One key finding to keep in mind moving forward is that the full signature of biomarkers—the 65 top biomarkers—did not perform as well as individual biomarkers.


“This is slightly unfortunate,” noted Linnstaedt. “Although the identified biomarkers seem to be fairly sensitive markers of pain, they are not highly specific to pain. Having a ‘signature’ of biomarkers that are associated with pain would increase the likelihood that it is specific to pain compared to other disorders.”


“That was a surprise to us,” explained Niculescu. “It’s almost like [the George Orwell novel] Animal Farm—all markers are equal, but some are more equal than others. The better predictors will be pulled down by the ones that aren’t as good, meaning that the overall large panel is not as predictive as some of the best individual markers. The challenge moving forward is figuring out which markers are better depending on the specific cohort; pain is heterogeneous. That is what precision medicine is about: having tailored smaller panels.”


Regarding the issue of specificity, Niculescu believes that "it is provided by clinical context, like for a lot of other markers and lab tests in medicine. Biomarkers will be used in the context of patient self-report, clinical exam, and measuring of response to treatment.
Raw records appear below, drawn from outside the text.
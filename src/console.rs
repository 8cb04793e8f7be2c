use std::fs::OpenOptions;
use std::io::{self, Write};
use std::path::Path;
use std::sync::{Arc, Mutex};

use tracing::{debug, info, warn};

/// Host side of the device UART. Bytes the firmware transmits are written
/// to the sink as-is; completed lines also go to the log.
pub struct ConsoleBridge {
    sink: Box<dyn Write + Send>,
    line: Vec<u8>,
    running: bool,
}

/// Shared buffer behind [`ConsoleBridge::capture`].
#[derive(Clone, Default)]
pub struct CapturedOutput(Arc<Mutex<Vec<u8>>>);

impl CapturedOutput {
    pub fn contents(&self) -> Vec<u8> {
        self.0.lock().map(|buf| buf.clone()).unwrap_or_default()
    }
}

impl Write for CapturedOutput {
    fn write(&mut self, buf: &[u8]) -> io::Result<usize> {
        let mut inner = self
            .0
            .lock()
            .map_err(|_| io::Error::new(io::ErrorKind::Other, "console buffer poisoned"))?;
        inner.extend_from_slice(buf);
        Ok(buf.len())
    }

    fn flush(&mut self) -> io::Result<()> {
        Ok(())
    }
}

impl ConsoleBridge {
    pub fn new(sink: Box<dyn Write + Send>) -> Self {
        Self {
            sink,
            line: Vec::new(),
            running: false,
        }
    }

    pub fn stdout() -> Self {
        Self::new(Box::new(io::stdout()))
    }

    /// Append to a file, FIFO or tty.
    pub fn open(path: &Path) -> io::Result<Self> {
        let file = OpenOptions::new().create(true).append(true).open(path)?;
        Ok(Self::new(Box::new(file)))
    }

    /// Bridge that drops everything.
    pub fn discard() -> Self {
        Self::new(Box::new(io::sink()))
    }

    /// In-memory bridge plus a handle to read back what it forwarded.
    pub fn capture() -> (Self, CapturedOutput) {
        let output = CapturedOutput::default();
        (Self::new(Box::new(output.clone())), output)
    }

    pub fn start(&mut self) {
        self.running = true;
        info!("console bridge started");
    }

    pub fn forward(&mut self, bytes: &[u8]) {
        if !self.running {
            return;
        }
        if let Err(err) = self.sink.write_all(bytes).and_then(|_| self.sink.flush()) {
            warn!(error = %err, "console write failed");
        }
        for &byte in bytes {
            if byte == b'\n' {
                debug!(target: "console", "{}", String::from_utf8_lossy(&self.line));
                self.line.clear();
            } else {
                self.line.push(byte);
            }
        }
    }

    pub fn stop(&mut self) {
        if !self.running {
            return;
        }
        if !self.line.is_empty() {
            debug!(target: "console", "{}", String::from_utf8_lossy(&self.line));
            self.line.clear();
        }
        self.sink.flush().ok();
        self.running = false;
        info!("console bridge stopped");
    }
}
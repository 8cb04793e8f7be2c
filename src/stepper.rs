use tracing::{info, warn};

use crate::device::{Device, Engine, RunState};
use crate::metrics::{record_instructions, set_run_state};

/// Instructions attempted per Step command.
pub const DEFAULT_STEP_BUDGET: u64 = 266_666;

#[derive(Debug, Clone, Copy, PartialEq, Eq)]
pub struct StepOutcome {
    /// Instructions executed by this call, including one that ended the run.
    pub executed: u64,
    pub state: RunState,
}

/// Run the device for at most `budget` instructions, stopping as soon as it
/// leaves `Running`. Whatever budget is left over is discarded. A device
/// that is not running does not move.
pub fn step<E: Engine>(device: &mut Device<E>, budget: u64) -> StepOutcome {
    let mut state = device.run_state();
    let mut executed = 0;

    while !state.is_terminal() && executed < budget {
        state = device.execute_one_cycle();
        executed += 1;
        match state {
            RunState::Done => info!(instructions = device.instructions(), "CPU done"),
            RunState::Crashed => warn!(instructions = device.instructions(), "CPU crashed"),
            RunState::Running => {}
        }
    }

    device.pump_console();
    record_instructions(executed);
    set_run_state(state);
    StepOutcome { executed, state }
}
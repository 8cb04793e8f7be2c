use std::process::ExitCode;

use clap::Parser;
use tracing::{error, info, warn};

use mcu65_server::config::{Args, Config};
use mcu65_server::console::ConsoleBridge;
use mcu65_server::device::{Device, DeviceOptions};
use mcu65_server::error::DeviceError;
use mcu65_server::logging;
use mcu65_server::metrics::{init_metrics, spawn_exporter};
use mcu65_server::server::CommandLoop;

fn main() -> ExitCode {
    let args = Args::parse();
    logging::init(&args.log_path);

    let config = match Config::resolve(args) {
        Ok(config) => config,
        Err(err) => {
            error!(error = %err, "invalid configuration");
            return ExitCode::FAILURE;
        }
    };

    info!(
        firmware = %config.firmware.display(),
        in_key = config.in_key,
        out_key = config.out_key,
        log = %config.log_path.display(),
        model = %config.server.model,
        step_budget = config.server.step_budget,
        "starting mcu65-server"
    );

    serve(config)
}

#[cfg(target_os = "linux")]
fn serve(config: Config) -> ExitCode {
    use mcu65_server::transport::MessageQueue;

    init_metrics();
    if let Some(addr) = config.server.metrics_addr {
        if let Err(err) = spawn_exporter(addr) {
            warn!(error = %err, "metrics exporter not started");
        }
    }

    let data_size = config.server.model.specs().data_size;
    let inbound = MessageQueue::open(config.in_key, data_size);
    let outbound = MessageQueue::open(config.out_key, data_size);
    let (inbound, outbound) = match (inbound, outbound) {
        (Ok(inbound), Ok(outbound)) => (inbound, outbound),
        (inbound, outbound) => {
            for err in [inbound.err(), outbound.err()].into_iter().flatten() {
                error!(error = %err, "cannot open message queue");
            }
            return ExitCode::FAILURE;
        }
    };

    let console = match &config.server.console {
        Some(path) => match ConsoleBridge::open(path) {
            Ok(console) => console,
            Err(err) => {
                error!(path = %path.display(), error = %err, "cannot open console");
                return ExitCode::FAILURE;
            }
        },
        None => ConsoleBridge::stdout(),
    };
    let options = DeviceOptions::new(config.server.model, config.server.flash_dir.clone())
        .with_console(console);

    let server = match Device::create(&config.firmware, options) {
        Ok(device) => CommandLoop::new(device, inbound, outbound),
        Err(err @ DeviceError::FirmwareNotFound(_)) if config.server.serve_on_init_failure => {
            warn!(error = %err, "serving without a device");
            CommandLoop::without_device(inbound, outbound, data_size)
        }
        Err(err) => {
            error!(error = %err, "device creation failed");
            return ExitCode::FAILURE;
        }
    };

    let reason = server.with_step_budget(config.server.step_budget).run();
    info!(reason = ?reason, "shutdown complete");

    if config.server.remove_queues {
        for key in [config.in_key, config.out_key] {
            let removed = MessageQueue::open(key, data_size)
                .map_err(|err| err.to_string())
                .and_then(|queue| queue.remove().map_err(|err| err.to_string()));
            if let Err(err) = removed {
                warn!(key, error = %err, "failed to remove message queue");
            }
        }
    }

    ExitCode::SUCCESS
}

#[cfg(not(target_os = "linux"))]
fn serve(_config: Config) -> ExitCode {
    error!("System V message queues are only supported on Linux");
    ExitCode::FAILURE
}
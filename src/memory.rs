use crate::model::ModelSpecs;

// I/O page shared by every model
pub const UART_DATA: u16 = 0x7F00;
pub const UART_STATUS: u16 = 0x7F01;
pub const UART_TX_READY: u8 = 0x01;

/// Address space of the microcontroller: SRAM from `$0000`, a UART in the
/// I/O page and flash running up to `$FFFF` (vectors live at the top).
pub struct Memory {
    sram: Vec<u8>,
    flash: Vec<u8>,
    flash_base: u16,
    serial_tx: Vec<u8>,
}

impl Memory {
    pub fn new(specs: &ModelSpecs) -> Self {
        Memory {
            sram: vec![0; specs.data_size],
            flash: vec![0; specs.flash_size],
            flash_base: (0x1_0000 - specs.flash_size) as u16,
            serial_tx: Vec::new(),
        }
    }

    pub fn read(&self, address: u16) -> u8 {
        if address >= self.flash_base {
            return self.flash[(address - self.flash_base) as usize];
        }
        match address {
            UART_STATUS => UART_TX_READY,
            _ => self.sram.get(address as usize).copied().unwrap_or(0),
        }
    }

    pub fn write(&mut self, address: u16, value: u8) {
        if address >= self.flash_base {
            self.flash[(address - self.flash_base) as usize] = value;
            return;
        }
        match address {
            UART_DATA => self.serial_tx.push(value),
            _ => {
                if let Some(cell) = self.sram.get_mut(address as usize) {
                    *cell = value;
                }
            }
        }
    }

    // Read a 16-bit value in little-endian format
    pub fn read_u16(&self, address: u16) -> u16 {
        let low = self.read(address) as u16;
        let high = self.read(address.wrapping_add(1)) as u16;
        (high << 8) | low
    }

    // Write a 16-bit value in little-endian format
    pub fn write_u16(&mut self, address: u16, value: u16) {
        self.write(address, (value & 0xFF) as u8);
        self.write(address.wrapping_add(1), (value >> 8) as u8);
    }

    /// Copy `data` into flash at a program-memory offset.
    pub fn load_flash(&mut self, offset: usize, data: &[u8]) {
        let start = offset.min(self.flash.len());
        let end = (offset + data.len()).min(self.flash.len());
        self.flash[start..end].copy_from_slice(&data[..end - start]);
    }

    pub fn flash_base(&self) -> u16 {
        self.flash_base
    }

    pub fn sram(&self) -> &[u8] {
        &self.sram
    }

    pub fn sram_mut(&mut self) -> &mut [u8] {
        &mut self.sram
    }

    pub fn flash(&self) -> &[u8] {
        &self.flash
    }

    pub fn flash_mut(&mut self) -> &mut [u8] {
        &mut self.flash
    }

    /// Bytes the firmware transmitted since the last call.
    pub fn take_serial(&mut self) -> Vec<u8> {
        std::mem::take(&mut self.serial_tx)
    }
}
We have found that it is the slope of change that is more predictive and specific than levels of markers per se."


However, Niculescu is confident that biomarkers will be a cornerstone of medicine in the years ahead, including pain medicine.


“Biomarkers could be useful for preventative approaches, which is ideally how medicine will be practiced in the future. You test somebody before they develop a full-blown pain syndrome and can then prevent the chronic pain disorder from developing. Prevention using blood tests will be an important component of 21st-century healthcare.”


Lincoln Tracy, PhD, is a postdoctoral research fellow at Monash University and a freelance writer based in Melbourne, Australia. Follow him on Twitter: @lincolntracy


Editor's note: This article has been updated to include mention of the issue of matching patients to non-opioid drugs, the role of clinical context with regard to the issue of specificity, and that the authors will likely use clinically panels for men and panels for women. In addition, the text was corrected to reflect that methylergometrine (a psychedelic) was one of the top drugs identified.